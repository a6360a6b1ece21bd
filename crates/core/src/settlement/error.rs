//! Settlement rejection reasons.
//!
//! A rejected payment is an expected outcome, not a failure: the caller
//! turns the reason into a user-facing message.

use divvy_shared::AppError;
use divvy_shared::types::MemberId;
use rust_decimal::Decimal;
use thiserror::Error;

/// Why a proposed payment was refused.
#[derive(Debug, Clone, PartialEq, Eq, Error)]
pub enum SettlementRejection {
    /// Payer and payee are the same member.
    #[error("Cannot make a payment to yourself")]
    SelfPayment,

    /// Amount is zero or negative.
    #[error("Payment amount must be positive, got {0}")]
    NonPositiveAmount(Decimal),

    /// A party is not part of the group.
    #[error("Member {0} is not part of this group")]
    UnknownMember(MemberId),

    /// The payee owes the payer, not the other way round.
    #[error("This member owes you {owed_to_payer}, you cannot settle with them")]
    WrongDirection {
        /// What the payee currently owes the payer.
        owed_to_payer: Decimal,
    },

    /// Amount exceeds the outstanding debt.
    #[error("Payment of {amount} exceeds outstanding debt of {outstanding}")]
    Overpayment {
        /// The proposed amount.
        amount: Decimal,
        /// What the payer currently owes the payee.
        outstanding: Decimal,
    },
}

impl SettlementRejection {
    /// Returns the stable reason code.
    #[must_use]
    pub fn code(&self) -> &'static str {
        match self {
            Self::SelfPayment => "SELF_PAYMENT",
            Self::NonPositiveAmount(_) => "NON_POSITIVE_AMOUNT",
            Self::UnknownMember(_) => "UNKNOWN_MEMBER",
            Self::WrongDirection { .. } => "WRONG_DIRECTION",
            Self::Overpayment { .. } => "OVERPAYMENT",
        }
    }

    /// Returns the HTTP status code for this rejection.
    #[must_use]
    pub fn http_status_code(&self) -> u16 {
        match self {
            Self::UnknownMember(_) => 404,
            Self::SelfPayment
            | Self::NonPositiveAmount(_)
            | Self::WrongDirection { .. }
            | Self::Overpayment { .. } => 400,
        }
    }
}

impl From<SettlementRejection> for AppError {
    fn from(rejection: SettlementRejection) -> Self {
        match rejection {
            SettlementRejection::SelfPayment | SettlementRejection::NonPositiveAmount(_) => {
                Self::Validation(rejection.to_string())
            }
            SettlementRejection::UnknownMember(_) => Self::NotFound(rejection.to_string()),
            SettlementRejection::WrongDirection { .. } | SettlementRejection::Overpayment { .. } => {
                Self::BusinessRule(rejection.to_string())
            }
        }
    }
}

**WHAT IS EXPECTED**
Which lines of the records contain the word "currently"? Copy each of them.

**OUTPUT OF THE TASK**
        /// What the payee currently owes the payer.
        /// What the payer currently owes the payee.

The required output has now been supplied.